Both jobless and friendless when she gets there, Georgia is forced to rely on beau-turned-hubby, Simon. But we quickly learn that things seemingly too good to be true (namely, people), are just that. Simon is a nasty, selfish excuse for a man whose verbal and emotional abuse makes both Georgia and the reader cringe. How could Georgia could be so complacent and naive about him? Everyone saw right through him and they all warned her. I totally get that it can be hard to see a loved one's faults but, c'mon. I sometimes had to wonder whether her lack of sense was due to denial or if it was the work of embellishment. And believe me, I know that sounds harsh but I just don't get why women put up with that shit. Abuse is never cool in my book.

All the nastiness aside, we see Georgia try to climb the Hollywood ladder one rung and friend at a time. And this is where things start to get better for her (and the reader). Georgia speaks to you through the book as if you're her best friend, each chapter acting as a perfunctory snippet into her work woes, dating life and close friends. I guess the problem here is that she has a tendency to ramble, often getting off track from the chapters initial subject. It makes the book feel more like a free-writing journal than a coherent story. She delivers too many unnecessary explanations and makes too many unwarranted assumptions about what we know or should know and it could get annoying. I get the feeling that this is one of those books that's written more for the people who are a close part of her life than for those of us who aren't. Now don't get me wrong, there are certainly entertaining moments but I just thought they were too far and few between for my overall enjoyment.

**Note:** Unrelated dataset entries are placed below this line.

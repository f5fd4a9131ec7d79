// aquabulk/server/src/web/extractors.rs

use actix_web::dev::Payload;
use actix_web::http::header::HeaderMap;
use actix_web::{FromRequest, HttpRequest};
use aquabulk::model::Role;
use aquabulk::Principal;
use futures_util::future::{ready, Ready};
use tracing::warn;
use uuid::Uuid;

use crate::errors::AppError;

pub const USER_ID_HEADER: &str = "X-User-ID";
pub const USER_ROLE_HEADER: &str = "X-User-Role";

/// The principal forwarded by the identity gateway.
///
/// The gateway has already verified the caller's token; this service trusts
/// the two headers it sets and does no authentication of its own.
#[derive(Debug, Clone, Copy)]
pub struct AuthenticatedPrincipal(pub Principal);

impl AuthenticatedPrincipal {
  pub fn into_inner(self) -> Principal {
    self.0
  }
}

fn header_str<'a>(headers: &'a HeaderMap, name: &str) -> Option<&'a str> {
  headers.get(name).and_then(|v| v.to_str().ok())
}

fn principal_from_headers(headers: &HeaderMap) -> Result<Principal, AppError> {
  let user_id = header_str(headers, USER_ID_HEADER)
    .and_then(|s| Uuid::parse_str(s.trim()).ok())
    .ok_or_else(|| AppError::Auth(format!("Missing or invalid {} header.", USER_ID_HEADER)))?;
  let role = header_str(headers, USER_ROLE_HEADER)
    .and_then(|s| s.parse::<Role>().ok())
    .ok_or_else(|| AppError::Auth(format!("Missing or invalid {} header.", USER_ROLE_HEADER)))?;
  Ok(Principal::new(user_id, role))
}

impl FromRequest for AuthenticatedPrincipal {
  type Error = AppError;
  type Future = Ready<Result<Self, Self::Error>>;

  fn from_request(req: &HttpRequest, _payload: &mut Payload) -> Self::Future {
    ready(principal_from_headers(req.headers()).map(AuthenticatedPrincipal).map_err(|e| {
      warn!(path = %req.path(), error = %e, "Rejected request without a usable principal.");
      e
    }))
  }
}
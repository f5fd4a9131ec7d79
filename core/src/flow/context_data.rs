// aquabulk/core/src/flow/context_data.rs
use parking_lot::{RwLock, RwLockReadGuard, RwLockWriteGuard};
use std::sync::Arc;

/// Shared, interior-mutable context handed to every handler of a flow.
///
/// IMPORTANT: guards returned by `read`/`write` are blocking and MUST be
/// dropped before any `.await` point. Copy what you need out of the guard,
/// release it, then await.
#[derive(Debug)]
pub struct FlowContext<T: Send + Sync + 'static>(Arc<RwLock<T>>);

impl<T: Send + Sync + 'static> FlowContext<T> {
  pub fn new(data: T) -> Self {
    FlowContext(Arc::new(RwLock::new(data)))
  }

  pub fn read(&self) -> RwLockReadGuard<'_, T> {
    self.0.read()
  }

  pub fn write(&self) -> RwLockWriteGuard<'_, T> {
    self.0.write()
  }
}

impl<T: Send + Sync + 'static> Clone for FlowContext<T> {
  fn clone(&self) -> Self {
    FlowContext(Arc::clone(&self.0))
  }
}

impl<T: Send + Sync + 'static + Default> Default for FlowContext<T> {
  fn default() -> Self {
    Self::new(Default::default())
  }
}
// aquabulk/server/src/config.rs

use crate::errors::{AppError, Result};
use dotenvy::dotenv;
use std::env;
use std::str::FromStr;
use std::time::Duration;

#[derive(Debug, Clone, Copy, PartialEq, Eq)]
pub enum StoreBackend {
  Postgres,
  Memory,
}

impl FromStr for StoreBackend {
  type Err = AppError;

  fn from_str(s: &str) -> Result<Self> {
    match s.trim().to_ascii_lowercase().as_str() {
      "postgres" | "postgresql" => Ok(StoreBackend::Postgres),
      "memory" => Ok(StoreBackend::Memory),
      other => Err(AppError::Config(format!("Invalid STORE_BACKEND '{}': expected postgres or memory", other))),
    }
  }
}

#[derive(Debug, Clone, Copy, PartialEq, Eq)]
pub enum LogFormat {
  Pretty,
  Json,
}

impl FromStr for LogFormat {
  type Err = AppError;

  fn from_str(s: &str) -> Result<Self> {
    match s.trim().to_ascii_lowercase().as_str() {
      "pretty" | "text" => Ok(LogFormat::Pretty),
      "json" => Ok(LogFormat::Json),
      other => Err(AppError::Config(format!("Invalid LOG_FORMAT '{}': expected pretty or json", other))),
    }
  }
}

#[derive(Debug, Clone)]
pub struct AppConfig {
  pub server_host: String,
  pub server_port: u16,
  pub store_backend: StoreBackend,
  /// Required when `store_backend` is `Postgres`.
  pub database_url: Option<String>,
  pub db_max_connections: u32,
  /// Upper bound on waiting for a listing's row lock.
  pub lock_wait: Duration,
  pub run_migrations: bool,
  pub log_format: LogFormat,
}

impl AppConfig {
  pub fn from_env() -> Result<Self> {
    dotenv().ok(); // Load .env file if present
    Self::from_lookup(|name| env::var(name).ok())
  }

  /// Builds the config from any variable source; `from_env` passes the process environment.
  pub fn from_lookup(lookup: impl Fn(&str) -> Option<String>) -> Result<Self> {
    let get_or = |name: &str, default: &str| lookup(name).unwrap_or_else(|| default.to_string());

    let server_host = get_or("SERVER_HOST", "127.0.0.1");
    let server_port = get_or("SERVER_PORT", "8080")
      .parse::<u16>()
      .map_err(|e| AppError::Config(format!("Invalid SERVER_PORT: {}", e)))?;
    let store_backend = get_or("STORE_BACKEND", "postgres").parse::<StoreBackend>()?;
    let database_url = lookup("DATABASE_URL").filter(|url| !url.trim().is_empty());
    if store_backend == StoreBackend::Postgres && database_url.is_none() {
      return Err(AppError::Config(
        "Missing environment variable 'DATABASE_URL' (required for STORE_BACKEND=postgres)".to_string(),
      ));
    }
    let db_max_connections = get_or("DB_MAX_CONNECTIONS", "10")
      .parse::<u32>()
      .map_err(|e| AppError::Config(format!("Invalid DB_MAX_CONNECTIONS: {}", e)))?;
    let lock_wait_ms = get_or("LOCK_WAIT_MS", "5000")
      .parse::<u64>()
      .map_err(|e| AppError::Config(format!("Invalid LOCK_WAIT_MS: {}", e)))?;
    if lock_wait_ms == 0 {
      return Err(AppError::Config("LOCK_WAIT_MS must be greater than zero".to_string()));
    }
    let run_migrations = get_or("RUN_MIGRATIONS", "true")
      .parse::<bool>()
      .map_err(|e| AppError::Config(format!("Invalid RUN_MIGRATIONS value: {}", e)))?;
    let log_format = get_or("LOG_FORMAT", "pretty").parse::<LogFormat>()?;

    Ok(Self {
      server_host,
      server_port,
      store_backend,
      database_url,
      db_max_connections,
      lock_wait: Duration::from_millis(lock_wait_ms),
      run_migrations,
      log_format,
    })
  }

  /// In-memory configuration with defaults; used by tests and local runs.
  pub fn in_memory() -> Self {
    Self {
      server_host: "127.0.0.1".to_string(),
      server_port: 8080,
      store_backend: StoreBackend::Memory,
      database_url: None,
      db_max_connections: 10,
      lock_wait: aquabulk::DEFAULT_LOCK_WAIT,
      run_migrations: false,
      log_format: LogFormat::Pretty,
    }
  }
}

#[cfg(test)]
mod tests {
  use super::*;
  use std::collections::HashMap;

  fn lookup(vars: &[(&str, &str)]) -> impl Fn(&str) -> Option<String> {
    let map: HashMap<String, String> = vars.iter().map(|(k, v)| (k.to_string(), v.to_string())).collect();
    move |name| map.get(name).cloned()
  }

  #[test]
  fn defaults_apply_for_memory_backend() {
    let cfg = AppConfig::from_lookup(lookup(&[("STORE_BACKEND", "memory")])).unwrap();
    assert_eq!(cfg.server_host, "127.0.0.1");
    assert_eq!(cfg.server_port, 8080);
    assert_eq!(cfg.lock_wait, Duration::from_millis(5000));
    assert_eq!(cfg.db_max_connections, 10);
    assert!(cfg.run_migrations);
    assert_eq!(cfg.log_format, LogFormat::Pretty);
    assert!(cfg.database_url.is_none());
  }

  #[test]
  fn postgres_backend_requires_database_url() {
    assert!(matches!(AppConfig::from_lookup(lookup(&[])), Err(AppError::Config(_))));
    let cfg = AppConfig::from_lookup(lookup(&[("DATABASE_URL", "postgres://localhost/aquabulk")])).unwrap();
    assert_eq!(cfg.store_backend, StoreBackend::Postgres);
  }

  #[test]
  fn invalid_values_are_config_errors() {
    for (key, value) in [
      ("SERVER_PORT", "eighty"),
      ("LOCK_WAIT_MS", "0"),
      ("LOCK_WAIT_MS", "-5"),
      ("STORE_BACKEND", "redis"),
      ("LOG_FORMAT", "xml"),
      ("RUN_MIGRATIONS", "maybe"),
    ] {
      let vars = [("STORE_BACKEND", "memory"), (key, value)];
      // Later entries win in the map, so the bad value overrides the default backend.
      assert!(
        matches!(AppConfig::from_lookup(lookup(&vars)), Err(AppError::Config(_))),
        "{}={} should be rejected",
        key,
        value
      );
    }
  }
}
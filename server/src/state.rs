// aquabulk/server/src/state.rs
use crate::config::AppConfig;
use crate::errors::AppError;
use crate::pipelines;
use aquabulk::{FlowRegistry, Market};
use std::sync::Arc;

#[derive(Clone)]
pub struct AppState {
  pub market: Market,
  pub flows: Arc<FlowRegistry<AppError>>,
  pub config: Arc<AppConfig>,
}

impl AppState {
  /// Wires the market and config together and registers every flow.
  pub fn build(market: Market, config: Arc<AppConfig>) -> Self {
    let state = Self {
      market,
      flows: Arc::new(FlowRegistry::new()),
      config,
    };
    pipelines::register_all_pipelines(&state.flows, &state);
    state
  }
}
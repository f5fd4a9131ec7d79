// aquabulk/server/src/web/mod.rs

pub mod extractors;
pub mod handlers;
pub mod routes;

pub use routes::configure_app_routes;
// aquabulk/server/src/pipelines/restock_pipeline.rs
use crate::errors::AppError;
use crate::pipelines::common_steps::{self, AUTHORIZE};
use crate::pipelines::contexts::RestockCtxData;
use crate::state::AppState;
use aquabulk::{Flow, FlowContext, FlowRegistry, StepControl};
use std::sync::Arc;

pub fn register_restock_pipeline(registry: &Arc<FlowRegistry<AppError>>, _app_state: &AppState) {
  let mut p = Flow::<RestockCtxData, AppError>::new(&[(AUTHORIZE, false, None), ("restock_listing", false, None)]);

  p.on_root(AUTHORIZE, common_steps::authorize_step::<RestockCtxData>);

  p.on_root("restock_listing", |ctx_data: FlowContext<RestockCtxData>| {
    Box::pin(async move {
      let (inventory, seller_id, model_name, unit_price, quantity) = {
        let guard = ctx_data.read();
        (
          guard.app_state.market.inventory.clone(),
          guard.principal.user_id,
          guard.model_name.clone(),
          guard.unit_price,
          guard.quantity,
        )
      };
      let listing = inventory.restock(seller_id, &model_name, unit_price, quantity).await?;
      ctx_data.write().listing = Some(listing);
      Ok::<_, AppError>(StepControl::Continue)
    })
  });

  registry.register_flow(p);
}
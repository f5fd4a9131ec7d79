// aquabulk/core/src/market.rs

use crate::accounts::AccountDirectory;
use crate::cart::CartStore;
use crate::engine::TransactionEngine;
use crate::inventory::InventoryLedger;
use crate::orders::OrderLedger;
use crate::store::{MarketStore, MemoryStore};
use std::sync::Arc;

/// Every marketplace component wired to one shared store.
#[derive(Clone)]
pub struct Market {
  store: Arc<dyn MarketStore>,
  pub accounts: AccountDirectory,
  pub inventory: InventoryLedger,
  pub cart: CartStore,
  pub orders: OrderLedger,
  pub engine: TransactionEngine,
}

impl Market {
  pub fn new(store: Arc<dyn MarketStore>) -> Self {
    Self {
      accounts: AccountDirectory::new(Arc::clone(&store)),
      inventory: InventoryLedger::new(Arc::clone(&store)),
      cart: CartStore::new(Arc::clone(&store)),
      orders: OrderLedger::new(Arc::clone(&store)),
      engine: TransactionEngine::new(Arc::clone(&store)),
      store,
    }
  }

  /// A market over an in-memory store; clones of `store` share its data.
  pub fn in_memory(store: MemoryStore) -> Self {
    Self::new(Arc::new(store))
  }

  pub fn store(&self) -> &Arc<dyn MarketStore> {
    &self.store
  }
}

I guess my biggest problem with Red Carpet Burns was that there wasn't an overarching theme tying all of her stories together. I mean, isn't that kind of the point? I feel like each individual snippet should leave you with some sort of overarching insight. The only thing I really got out of it was, that by the end, she both simultaneously loved and hated LA. I want something deeper from a memoir than that. The chapters didn't flow effortlessly into one another and the stories often felt forced. Plus, there is no discernible gossip to be found! By the end, Cassimatis teases us with barely-there insider info, but it's not enough to save the book from feeling the Hollywood burn.

Summary Prognosis
Red Carpet Burns is somewhat misleading in its name. While the book does take place in Hollywood and has it's fair share of drama, it's missing all of the juicy gossip expected to back up its name. Overall, I found it a pointless read, lacking in depth and that deeper insight that draws me in to memoirs as a genre. Yes, there are entertaining tidbits throughout, but there wasn't enough to keep me completely satisfied or sympathetic to the author and her story.

Rating: ★★

Read It: Booktopia
Discuss It: Goodreads | Author's Website | Harlequin Books


  1. That's too bad :( Too many unnecessary explanations would annoy me too. Great, honest review. It does sound like a book written for people who already know her.

    On a different topic, I have to tell you, they are filming scenes for Catching Fire by my job! I saw the film crew today. *squeal* I blogged about it :)
    Enjoy your weekend.

    1. Yeah, I thought so, Naida. Oh well, you can't win em' all I guess.

      OMG! OMG! OMG! Can I come visit you (and perhaps sneak my way into a job)?!